To date, the mound of soil sits between layers of tarp on the edge of the Blazkow property. The total cost of cleanup has ballooned into the tens of thousands of dollars with some cheques as high as $23,000. And the costs look to go up even further. Blazkow says she is still awaiting word from the environmental company whether it can be removed for remediation at a Vancouver Island site or if, as previously believed, it will have to be barged over to the mainland at a great expense.
Blazkow was surprised Saanich was unaware of the issue, as she was able to view trucks and tanks on the property through GIS aerial photos online (Saanich Bylaw does not use aerial photos for enforcement).
After a few months of dealing with Saanich and the province (the latter oversees environmental issues), the Blazkows filed a civil claim on Dec. 20. It names defendants Helen West, Rick Hughes and Victoria Tank Service Ltd.
“We’re also trying to complete a statement of damage or injury with Saanich but I don’t expect that will amount to anything,” Blazkow said.
A Saanich spokesperson told another media that the district takes bylaw complaints very seriously and diligently investigates complaints received from citizens.
Saanich Bylaw Enforcement responded to two complaints about 240 Goward Rd. – on July 3, 2002 and July 30, 2004 – with the first file closed once compliance had been achieved while investigation into the second complaint found no violation took place.
There are precedents for previous owners found partly responsible for oil contamination in Saanich.

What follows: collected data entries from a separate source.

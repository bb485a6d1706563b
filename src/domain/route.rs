// ==========================================
// 工单流转追踪系统 - 工艺路线实体
// ==========================================
// 路线 = 按工序号升序排列的工序序列，每道工序绑定一个站点
// 下一道工序通过 next_step_id 显式指向（写入路线时计算），
// 不依赖工序号连续
// ==========================================

use serde::{Deserialize, Serialize};

/// 工艺路线
#[derive(Debug, Clone, PartialEq, Eq, Serialize, Deserialize)]
pub struct Route {
    pub route_id: i64,
    pub subfamily_id: i64,
    pub name: String,
    pub version: String,
    pub active: bool,
}

/// 路线工序
#[derive(Debug, Clone, PartialEq, Eq, Serialize, Deserialize)]
pub struct RouteStep {
    pub route_step_id: i64,
    pub route_id: i64,
    /// 工序号（定义全序）
    pub step_number: u32,
    /// 执行该工序所需的站点
    pub location_id: i64,
    /// 下一道工序（末道工序为 None）
    pub next_step_id: Option<i64>,
}

impl RouteStep {
    /// 是否为末道工序
    pub fn is_final(&self) -> bool {
        self.next_step_id.is_none()
    }
}

/// 新建路线时的工序定义
#[derive(Debug, Clone, Copy, PartialEq, Eq)]
pub struct NewRouteStep {
    pub step_number: u32,
    pub location_id: i64,
}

Most recently, the unknown home-heating oil tank buried under the backyard of Gavin Edwards’ and Donna Wingfield’s home on Adelaide Avenue leaked downhill through several properties and into the Gorge Waterway.
In February 2015, Edwards and Wingfield were ordered to pay 15 per cent of the neighbour’s cleanup costs, which were estimated at more than $100,000.
However, two of the previous owners of Edwards’ and Wingfield’s home were also ordered to pay, 50 per cent and 35 per cent, respectively.
Not surprisingly, the Blazkow’s home value decreased this year as B.C. Assessment Authority dropped it to $646,000 from $771,000.
“It was going to be an increase of 25 per cent like the rest of the neighbourhood until we stepped in and told [the B.C. Assessment agent] that it’s contaminated,” Blazkow said. “There’s no way we could sell this place [like this] if we wanted to.”